Continúo formándome, explorando, cada vez más convencido de que somos una esencia que va mucho más allá de este cuerpo físico.

​Mi historia es compleja, como la de cualquiera. Pero ahora entiendo que cada herida, cada caída, cada fantasma del pasado, no eran más que las piezas necesarias para construir el mapa que hoy me permite guiar a otros en su propio viaje de vuelta a casa, a ese lugar dentro de sí mismos donde reside la paz…


CONCLUSIONES A POSTERIORI:

​Ahora que he puesto todas las piezas sobre la mesa, ahora que te he contado parte de la historia que me ha llevado hasta la hipnosis y sus distintas aplicaciones, por fin veo el dibujo que trazan mis propias cicatrices. Durante mucho tiempo, solo fueron heridas inconexas, marcas de un caos que no entendía. Hoy, las veo como la arquitectura de mi vida.

​Ahora entiendo que la leucemia no fue solo una enfermedad; fue la piedra angular de todo. Forjó en mí una conciencia prematura de la fragilidad, sí, pero también me hizo prometerle a Salvador, a un hombre que no me hacía daño, que yo seguiría ese camino. Fue el nacimiento inconsciente de un anhelo de sanar sin herir que, sin yo saberlo, se convertiría en el norte de mi brújula.

Mi huida a Granada, la perdición, ya no la veo como un simple desvío, sino como el descenso que necesitaba. Fue un intento torpe y violento de quemar los fantasmas con el fuego de la autodestrucción, un viaje que tenía que culminar en el frío despertar de esa cuneta. Tenía que tocar el punto cero para encontrar el impulso para empezar a construir.

​La promoción cultural fue ese primer andamio. Un intento de levantar algo bello sobre unos cimientos que seguían rotos. Pero fue el colapso final, la ansiedad que me partió en dos, lo que me obligó a dejar de construir por fuera y empezar a excavar por dentro.
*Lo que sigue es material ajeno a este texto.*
//! Test doubles for the extractor, analyzer and store seams.

use std::sync::Mutex;

use anyhow::{anyhow, Result};
use async_trait::async_trait;
use chrono::Utc;
use uuid::Uuid;

use crate::analysis::analyzer::{AnalysisError, ResumeAnalyzer};
use crate::analysis::models::AnalysisResult;
use crate::extraction::fragments::{PageFragments, TextFragment};
use crate::extraction::pdf::{ExtractionError, PageExtractor};
use crate::llm_client::LlmError;
use crate::models::resume::{ResumeDetail, ResumeRow, ResumeSummary};
use crate::resumes::store::{NewResume, ResumeStore};

pub fn sample_analysis() -> AnalysisResult {
    AnalysisResult {
        ats_score: 78.0,
        summary_feedback: "Strong systems background; add measurable outcomes.".to_string(),
        skills_found: vec!["Rust".to_string(), "PostgreSQL".to_string()],
        missing_keywords: vec!["Kubernetes".to_string()],
        formatting_issues: vec![],
    }
}

// ────────────────────────────────────────────────────────────────────────────
// Extractor
// ────────────────────────────────────────────────────────────────────────────

/// Returns the same single page for any input.
pub struct FixedExtractor {
    fragments: Vec<TextFragment>,
}

impl FixedExtractor {
    pub fn single_line(text: &str) -> Self {
        Self {
            fragments: vec![TextFragment::new(text, 700.0)],
        }
    }
}

impl PageExtractor for FixedExtractor {
    fn extract(&self, _bytes: &[u8]) -> Result<Vec<PageFragments>, ExtractionError> {
        Ok(vec![Ok(self.fragments.clone())])
    }
}

// ────────────────────────────────────────────────────────────────────────────
// Analyzer
// ────────────────────────────────────────────────────────────────────────────

pub struct StubAnalyzer {
    analysis: Option<AnalysisResult>,
    reply: String,
    seen_text_len: Mutex<Option<usize>>,
}

impl StubAnalyzer {
    pub fn ok(analysis: AnalysisResult) -> Self {
        Self {
            analysis: Some(analysis),
            reply: String::new(),
            seen_text_len: Mutex::new(None),
        }
    }

    pub fn failing() -> Self {
        Self {
            analysis: None,
            reply: String::new(),
            seen_text_len: Mutex::new(None),
        }
    }

    pub fn with_reply(mut self, reply: &str) -> Self {
        self.reply = reply.to_string();
        self
    }

    /// Length of the text passed to the last `analyze` call.
    pub fn seen_text_len(&self) -> Option<usize> {
        *self.seen_text_len.lock().unwrap()
    }
}

#[async_trait]
impl ResumeAnalyzer for StubAnalyzer {
    async fn analyze(&self, resume_text: &str) -> Result<AnalysisResult, AnalysisError> {
        *self.seen_text_len.lock().unwrap() = Some(resume_text.len());
        self.analysis.clone().ok_or(AnalysisError::Llm(LlmError::EmptyContent))
    }

    async fn generate(&self, _prompt: &str) -> Result<String, AnalysisError> {
        Ok(self.reply.clone())
    }
}

// ────────────────────────────────────────────────────────────────────────────
// Stores
// ────────────────────────────────────────────────────────────────────────────

#[derive(Default)]
pub struct MemoryResumeStore {
    records: Mutex<Vec<(ResumeRow, AnalysisResult)>>,
}

impl MemoryResumeStore {
    pub fn is_empty(&self) -> bool {
        self.records.lock().unwrap().is_empty()
    }
}

#[async_trait]
impl ResumeStore for MemoryResumeStore {
    async fn insert(&self, record: NewResume<'_>) -> Result<Uuid> {
        let row = ResumeRow {
            id: Uuid::new_v4(),
            user_id: record.user_id,
            file_name: record.file_name.to_string(),
            content: record.content.to_string(),
            created_at: Utc::now(),
        };
        let id = row.id;
        self.records
            .lock()
            .unwrap()
            .push((row, record.analysis.clone()));
        Ok(id)
    }

    async fn list_for_user(&self, user_id: Uuid) -> Result<Vec<ResumeSummary>> {
        let records = self.records.lock().unwrap();
        Ok(records
            .iter()
            .rev()
            .filter(|(row, _)| row.user_id == user_id)
            .map(|(row, analysis)| ResumeSummary {
                id: row.id,
                file_name: row.file_name.clone(),
                created_at: row.created_at,
                ats_score: Some(analysis.ats_score),
            })
            .collect())
    }

    async fn get_for_user(&self, user_id: Uuid, resume_id: Uuid) -> Result<Option<ResumeDetail>> {
        let records = self.records.lock().unwrap();
        Ok(records
            .iter()
            .find(|(row, _)| row.id == resume_id && row.user_id == user_id)
            .map(|(row, analysis)| ResumeDetail {
                resume: row.clone(),
                analysis: Some(analysis.clone()),
            }))
    }
}

/// Store whose every call fails, as a database outage would.
pub struct FailingStore;

#[async_trait]
impl ResumeStore for FailingStore {
    async fn insert(&self, _record: NewResume<'_>) -> Result<Uuid> {
        Err(anyhow!("connection refused"))
    }

    async fn list_for_user(&self, _user_id: Uuid) -> Result<Vec<ResumeSummary>> {
        Err(anyhow!("connection refused"))
    }

    async fn get_for_user(&self, _user_id: Uuid, _resume_id: Uuid) -> Result<Option<ResumeDetail>> {
        Err(anyhow!("connection refused"))
    }
}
Y allí, en la casualidad de un vídeo de YouTube, encontré la herramienta. 

No para olvidar mi pasado, sino para darle un nuevo significado; para transformar la pesada mochila de un niño asustado en el mapa de ruta de un profesional de la hipnosis.

​Y así, entiendo que mi vida no ha sido una línea recta, sino una espiral. Vuelvo una y otra vez sobre mis heridas, pero cada vez desde un lugar más alto, con más conciencia, más tranquilo, seguro, confiado y en paz.

Hoy, cuando ayudo a otros, no les ofrezco un camino sin cicatrices; les ofrezco la prueba viviente de que esas mismas cicatrices, una vez integradas, son las que trazan el camino de vuelta a casa.